Out of the records below, copy all lines in which the word "EventFrame" occurs.

========================

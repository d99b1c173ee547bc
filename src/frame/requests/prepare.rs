// Copyright 2021 IOTA Stiftung
// SPDX-License-Identifier: Apache-2.0

//! This module implements the PREPARE frame.

use super::*;

/// Prepare a query for later execution (through EXECUTE). The body consists of
/// the CQL query to prepare as a `[long string]`.
///
/// The server will respond with a RESULT message with a `prepared` kind.
#[derive(Clone, Debug, Builder)]
#[builder(derive(Clone, Debug))]
#[builder(pattern = "owned")]
pub struct PrepareFrame {
    #[allow(missing_docs)]
    pub(crate) statement: String,
}

impl PrepareFrame {
    /// Create a prepare frame from a statement.
    pub fn new(statement: String) -> Self {
        Self { statement }
    }

    /// Get the statement to be prepared.
    pub fn statement(&self) -> &String {
        &self.statement
    }
}

impl ToPayload for PrepareFrame {
    fn to_payload(self, payload: &mut Vec<u8>) {
        write_long_string(&self.statement, payload);
    }
}

#[cfg(test)]
mod tests {
    use super::*;

    #[test]
    fn prepare_body_is_a_long_string() {
        let mut payload = Vec::new();
        PrepareFrame::new("SELECT k FROM t".to_owned()).to_payload(&mut payload);
        assert_eq!(&payload[..4], &(15i32).to_be_bytes());
        assert_eq!(&payload[4..], b"SELECT k FROM t");
    }
}
// Copyright 2021 IOTA Stiftung
// SPDX-License-Identifier: Apache-2.0

//! This module implements the REGISTER frame.

use super::*;
use std::fmt::Display;

/**
   Register this connection to receive some types of events. The body of the
   message is a `[string list]` representing the event types to register for.

   The response to a REGISTER message will be a READY frame. Registered
   events then arrive as server-initiated EVENT frames on stream id -1.
*/
#[derive(Clone, Debug, Builder)]
#[builder(derive(Clone, Debug))]
#[builder(pattern = "owned")]
pub struct RegisterFrame {
    /// The event types to request
    pub(crate) event_types: Vec<RegisterEventType>,
}

impl RegisterFrame {
    /// Get the requested event types.
    pub fn event_types(&self) -> &[RegisterEventType] {
        &self.event_types
    }
}

impl ToPayload for RegisterFrame {
    fn to_payload(self, payload: &mut Vec<u8>) {
        write_list(self.event_types, payload);
    }
}

impl RegisterFrameBuilder {
    /// Add an event type to the list of event types to request.
    pub fn with_event_type(mut self, event_type: RegisterEventType) -> Self {
        self.event_types.get_or_insert_with(Vec::new).push(event_type);
        self
    }
}

/// Event types
#[derive(Copy, Clone, Debug, PartialEq, Eq)]
#[allow(missing_docs)]
pub enum RegisterEventType {
    TopologyChange,
    StatusChange,
    SchemaChange,
}

impl Display for RegisterEventType {
    fn fmt(&self, f: &mut std::fmt::Formatter<'_>) -> std::fmt::Result {
        match self {
            RegisterEventType::TopologyChange => write!(f, "TOPOLOGY_CHANGE"),
            RegisterEventType::StatusChange => write!(f, "STATUS_CHANGE"),
            RegisterEventType::SchemaChange => write!(f, "SCHEMA_CHANGE"),
        }
    }
}

impl FromPayload for RegisterEventType {
    fn from_payload(start: &mut usize, payload: &[u8]) -> anyhow::Result<Self> {
        Ok(match read_str(start, payload)? {
            "TOPOLOGY_CHANGE" => RegisterEventType::TopologyChange,
            "STATUS_CHANGE" => RegisterEventType::StatusChange,
            "SCHEMA_CHANGE" => RegisterEventType::SchemaChange,
            e => anyhow::bail!("Unknown event type: {}", e),
        })
    }
}

impl ToPayload for RegisterEventType {
    fn to_payload(self, payload: &mut Vec<u8>) {
        write_string(&self.to_string(), payload);
    }
}

#[cfg(test)]
mod tests {
    use super::*;

    #[test]
    fn register_body_is_a_string_list() {
        let mut payload = Vec::new();
        RegisterFrameBuilder::default()
            .with_event_type(RegisterEventType::SchemaChange)
            .build()
            .unwrap()
            .to_payload(&mut payload);
        let mut expected = vec![0x00, 0x01, 0x00, 0x0D];
        expected.extend(b"SCHEMA_CHANGE");
        assert_eq!(payload, expected);
    }
}
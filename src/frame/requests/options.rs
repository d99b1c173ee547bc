// Copyright 2021 IOTA Stiftung
// SPDX-License-Identifier: Apache-2.0

//! This module implements the OPTIONS frame.

/**
    Asks the server to return which STARTUP options are supported. The body of
    an OPTIONS message is empty and the server will respond with a SUPPORTED
    message. OPTIONS may be sent before STARTUP.
*/
#[derive(Copy, Clone, Debug)]
pub struct OptionsFrame;
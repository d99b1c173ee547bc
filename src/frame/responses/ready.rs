// Copyright 2021 IOTA Stiftung
// SPDX-License-Identifier: Apache-2.0

//! This module implements the READY frame.

/// Indicates that the server is ready to process queries. The body is empty.
/// Sent in answer to a STARTUP, a v1 CREDENTIALS, or a REGISTER frame.
#[derive(Copy, Clone, Debug)]
pub struct ReadyFrame;
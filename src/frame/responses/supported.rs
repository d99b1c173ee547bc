// Copyright 2021 IOTA Stiftung
// SPDX-License-Identifier: Apache-2.0

//! This module implements the SUPPORTED frame.

use super::*;
use std::collections::HashMap;

/// Indicates which startup options are supported by the server. Sent in
/// answer to an OPTIONS frame. The body is a `[string multimap]`, keyed by
/// option name (`CQL_VERSION`, `COMPRESSION`, ...).
#[derive(Clone, Debug)]
pub struct SupportedFrame {
    pub(crate) options: HashMap<String, Vec<String>>,
}

impl SupportedFrame {
    /// Get the supported options.
    pub fn options(&self) -> &HashMap<String, Vec<String>> {
        &self.options
    }

    /// Get the compression algorithms the server advertises.
    pub fn compression(&self) -> &[String] {
        self.options.get("COMPRESSION").map(Vec::as_slice).unwrap_or(&[])
    }
}

impl FromPayload for SupportedFrame {
    fn from_payload(start: &mut usize, payload: &[u8]) -> anyhow::Result<Self> {
        Ok(Self {
            options: read_string_multimap(start, payload)?,
        })
    }
}
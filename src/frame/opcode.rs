// Copyright 2021 IOTA Stiftung
// SPDX-License-Identifier: Apache-2.0

//! This module defines the opcode dialects of protocol versions 1 and 2.
//!
//! The numbering is shared where the opcodes exist in both dialects:
//! `CREDENTIALS` (0x04) exists only on the v1 wire, while `BATCH` and the
//! `AUTH_*` opcodes (0x0D..0x10) exist only on the v2 wire.

use super::header::ProtocolVersion;

#[allow(missing_docs)]
#[derive(Copy, Clone, Debug, PartialEq, Eq)]
#[repr(u8)]
pub enum OpCode {
    Error = 0x00,
    Startup = 0x01,
    Ready = 0x02,
    Authenticate = 0x03,
    Credentials = 0x04,
    Options = 0x05,
    Supported = 0x06,
    Query = 0x07,
    Result = 0x08,
    Prepare = 0x09,
    Execute = 0x0A,
    Register = 0x0B,
    Event = 0x0C,
    Batch = 0x0D,
    AuthChallenge = 0x0E,
    AuthResponse = 0x0F,
    AuthSuccess = 0x10,
}

impl OpCode {
    /// Get the wire byte of this opcode.
    pub fn as_byte(&self) -> u8 {
        *self as u8
    }

    /// Decode an opcode byte under the given dialect.
    pub fn decode(value: u8, version: ProtocolVersion) -> anyhow::Result<Self> {
        let opcode = match value {
            0x00 => Self::Error,
            0x01 => Self::Startup,
            0x02 => Self::Ready,
            0x03 => Self::Authenticate,
            0x04 => Self::Credentials,
            0x05 => Self::Options,
            0x06 => Self::Supported,
            0x07 => Self::Query,
            0x08 => Self::Result,
            0x09 => Self::Prepare,
            0x0A => Self::Execute,
            0x0B => Self::Register,
            0x0C => Self::Event,
            0x0D => Self::Batch,
            0x0E => Self::AuthChallenge,
            0x0F => Self::AuthResponse,
            0x10 => Self::AuthSuccess,
            _ => anyhow::bail!("Invalid opcode: {:#04x}", value),
        };
        anyhow::ensure!(
            opcode.in_dialect(version),
            "Opcode {:#04x} does not exist in protocol v{}",
            value,
            version as u8
        );
        Ok(opcode)
    }

    /// Whether this opcode exists in the given dialect.
    pub fn in_dialect(&self, version: ProtocolVersion) -> bool {
        match self {
            Self::Credentials => version == ProtocolVersion::V1,
            Self::Batch | Self::AuthChallenge | Self::AuthResponse | Self::AuthSuccess => {
                version == ProtocolVersion::V2
            }
            _ => true,
        }
    }
}

#[cfg(test)]
mod tests {
    use super::*;

    #[test]
    fn credentials_is_v1_only() {
        assert_eq!(
            OpCode::decode(0x04, ProtocolVersion::V1).unwrap(),
            OpCode::Credentials
        );
        assert!(OpCode::decode(0x04, ProtocolVersion::V2).is_err());
    }

    #[test]
    fn auth_opcodes_are_v2_only() {
        for byte in [0x0D, 0x0E, 0x0F, 0x10] {
            assert!(OpCode::decode(byte, ProtocolVersion::V1).is_err());
            assert!(OpCode::decode(byte, ProtocolVersion::V2).is_ok());
        }
    }

    #[test]
    fn unknown_opcode_is_rejected() {
        assert!(OpCode::decode(0x42, ProtocolVersion::V2).is_err());
    }
}
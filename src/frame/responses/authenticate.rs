// Copyright 2021 IOTA Stiftung
// SPDX-License-Identifier: Apache-2.0

//! This module implements the AUTHENTICATE frame.

use super::*;

/// Indicates that the server requires authentication. The body is a
/// `[string]` naming the authenticator class configured on the server.
/// A v1 client answers with CREDENTIALS, a v2 client with AUTH_RESPONSE.
#[derive(Clone, Debug)]
pub struct AuthenticateFrame {
    /// The authenticator class name.
    pub(crate) authenticator: String,
}

impl AuthenticateFrame {
    /// Get the authenticator class name.
    pub fn authenticator(&self) -> &String {
        &self.authenticator
    }
}

impl FromPayload for AuthenticateFrame {
    fn from_payload(start: &mut usize, payload: &[u8]) -> anyhow::Result<Self> {
        Ok(Self {
            authenticator: read_string(start, payload)?,
        })
    }
}
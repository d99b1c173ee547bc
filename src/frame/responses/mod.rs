// Copyright 2021 IOTA Stiftung
// SPDX-License-Identifier: Apache-2.0

//! This module implements the response frames of protocol versions 1 and 2.

pub mod auth_challenge;
pub mod auth_success;
pub mod authenticate;
pub mod error;
pub mod event;
pub mod ready;
pub mod result;
pub mod supported;

use super::*;
use derive_more::{
    From,
    TryInto,
};
use header::{
    Header,
    ProtocolVersion,
    HEADER_LEN,
};
use thiserror::Error;
use uuid::Uuid;

/// Possible response frame bodies.
#[derive(Clone, Debug, From, TryInto)]
#[allow(missing_docs)]
pub enum ResponseBody {
    Error(ErrorFrame),
    Ready(ReadyFrame),
    Authenticate(AuthenticateFrame),
    Supported(SupportedFrame),
    Result(ResultFrame),
    Event(EventFrame),
    AuthChallenge(AuthChallengeFrame),
    AuthSuccess(AuthSuccessFrame),
}

impl ResponseBody {
    /// Get the frame type's opcode.
    pub fn opcode(&self) -> OpCode {
        match self {
            Self::Error(_) => OpCode::Error,
            Self::Ready(_) => OpCode::Ready,
            Self::Authenticate(_) => OpCode::Authenticate,
            Self::Supported(_) => OpCode::Supported,
            Self::Result(_) => OpCode::Result,
            Self::Event(_) => OpCode::Event,
            Self::AuthChallenge(_) => OpCode::AuthChallenge,
            Self::AuthSuccess(_) => OpCode::AuthSuccess,
        }
    }
}

/// A response frame: a [`Header`], an optional tracing id, and a
/// [`ResponseBody`].
#[derive(Clone, Debug)]
pub struct ResponseFrame {
    pub(crate) header: Header,
    pub(crate) tracing_id: Option<Uuid>,
    pub(crate) body: ResponseBody,
}

impl ResponseFrame {
    /// Get the frame header.
    pub fn header(&self) -> &Header {
        &self.header
    }

    /// Get the tracing id attached by the server, if tracing was requested.
    pub fn tracing_id(&self) -> Option<Uuid> {
        self.tracing_id
    }

    /// Get the frame body.
    pub fn body(&self) -> &ResponseBody {
        &self.body
    }

    /// Consume the frame and get the body.
    pub fn into_body(self) -> ResponseBody {
        self.body
    }

    /// Get the frame error if it is an ERROR frame.
    pub fn get_error(&self) -> Option<&ErrorFrame> {
        match self.body() {
            ResponseBody::Error(e) => Some(e),
            _ => None,
        }
    }

    /// Decode a full (already decompressed) frame buffer under the given
    /// dialect. Returns the frame and the number of body bytes consumed by
    /// its schema; a body longer than that is legal and the surplus is the
    /// caller's to discard.
    pub fn decode(payload: &[u8], version: ProtocolVersion) -> Result<(Self, usize), FrameError> {
        if payload.len() < HEADER_LEN {
            return Err(FrameError::TooSmall);
        }
        let header = Header::parse_response(&payload[..HEADER_LEN], version).map_err(FrameError::InvalidHeader)?;
        if payload.len() != HEADER_LEN + header.body_len() as usize {
            return Err(FrameError::InvalidFrame(anyhow::anyhow!(
                "Declared body length {} does not match buffer length {}",
                header.body_len(),
                payload.len() - HEADER_LEN
            )));
        }
        let mut start = HEADER_LEN;
        let tracing_id = if header.flags().tracing() {
            let mut id = [0u8; 16];
            if payload.len() < start + 16 {
                return Err(FrameError::TooSmall);
            }
            id.copy_from_slice(&payload[start..][..16]);
            start += 16;
            Some(Uuid::from_bytes(id))
        } else {
            None
        };
        let body = match header.opcode() {
            OpCode::Error => {
                ResponseBody::Error(ErrorFrame::from_payload(&mut start, payload).map_err(FrameError::InvalidBody)?)
            }
            OpCode::Ready => ResponseBody::Ready(ReadyFrame),
            OpCode::Authenticate => ResponseBody::Authenticate(
                AuthenticateFrame::from_payload(&mut start, payload).map_err(FrameError::InvalidBody)?,
            ),
            OpCode::Supported => ResponseBody::Supported(
                SupportedFrame::from_payload(&mut start, payload).map_err(FrameError::InvalidBody)?,
            ),
            OpCode::Result => ResponseBody::Result(
                ResultFrame::from_payload(&mut start, payload, version).map_err(FrameError::InvalidBody)?,
            ),
            OpCode::Event => {
                ResponseBody::Event(EventFrame::from_payload(&mut start, payload).map_err(FrameError::InvalidBody)?)
            }
            OpCode::AuthChallenge => ResponseBody::AuthChallenge(
                AuthChallengeFrame::from_payload(&mut start, payload).map_err(FrameError::InvalidBody)?,
            ),
            OpCode::AuthSuccess => ResponseBody::AuthSuccess(
                AuthSuccessFrame::from_payload(&mut start, payload).map_err(FrameError::InvalidBody)?,
            ),
            c => {
                return Err(FrameError::InvalidFrame(anyhow::anyhow!(
                    "{:?} is not a response opcode",
                    c
                )))
            }
        };
        if start > payload.len() {
            return Err(FrameError::InvalidFrame(anyhow::anyhow!(
                "Body schema overran the declared length"
            )));
        }
        Ok((
            Self {
                header,
                tracing_id,
                body,
            },
            start,
        ))
    }

    /// Check if the frame is an ERROR frame.
    pub fn is_error_frame(&self) -> bool {
        self.header.opcode() == OpCode::Error
    }

    /// Check if the frame is a READY frame.
    pub fn is_ready_frame(&self) -> bool {
        self.header.opcode() == OpCode::Ready
    }

    /// Check if the frame is an AUTHENTICATE frame.
    pub fn is_authenticate_frame(&self) -> bool {
        self.header.opcode() == OpCode::Authenticate
    }

    /// Check if the frame is a SUPPORTED frame.
    pub fn is_supported_frame(&self) -> bool {
        self.header.opcode() == OpCode::Supported
    }

    /// Check if the frame is a RESULT frame.
    pub fn is_result_frame(&self) -> bool {
        self.header.opcode() == OpCode::Result
    }

    /// Check if the frame is an EVENT frame.
    pub fn is_event_frame(&self) -> bool {
        self.header.opcode() == OpCode::Event
    }
}

#[cfg(test)]
mod tests {
    use super::*;

    #[test]
    fn ready_response_decodes() {
        let payload = [0x81, 0x00, 0x00, 0x02, 0x00, 0x00, 0x00, 0x00];
        let (frame, consumed) = ResponseFrame::decode(&payload, ProtocolVersion::V1).unwrap();
        assert!(frame.is_ready_frame());
        assert_eq!(consumed, payload.len());
    }

    #[test]
    fn declared_length_must_match_the_buffer() {
        // header says 4 body bytes, buffer has none
        let payload = [0x81, 0x00, 0x00, 0x02, 0x00, 0x00, 0x00, 0x04];
        assert!(ResponseFrame::decode(&payload, ProtocolVersion::V1).is_err());
    }

    #[test]
    fn trailing_body_bytes_are_reported_not_rejected() {
        // a READY frame whose body carries 3 surplus bytes
        let payload = [0x82, 0x00, 0x00, 0x02, 0x00, 0x00, 0x00, 0x03, 0xDE, 0xAD, 0xBF];
        let (frame, consumed) = ResponseFrame::decode(&payload, ProtocolVersion::V2).unwrap();
        assert!(frame.is_ready_frame());
        assert_eq!(consumed, 8);
    }
}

========================

* **ANSWER TO THIS PROBLEM**:
    Event(EventFrame),
                ResponseBody::Event(EventFrame::from_payload(&mut start, payload).map_err(FrameError::InvalidBody)?)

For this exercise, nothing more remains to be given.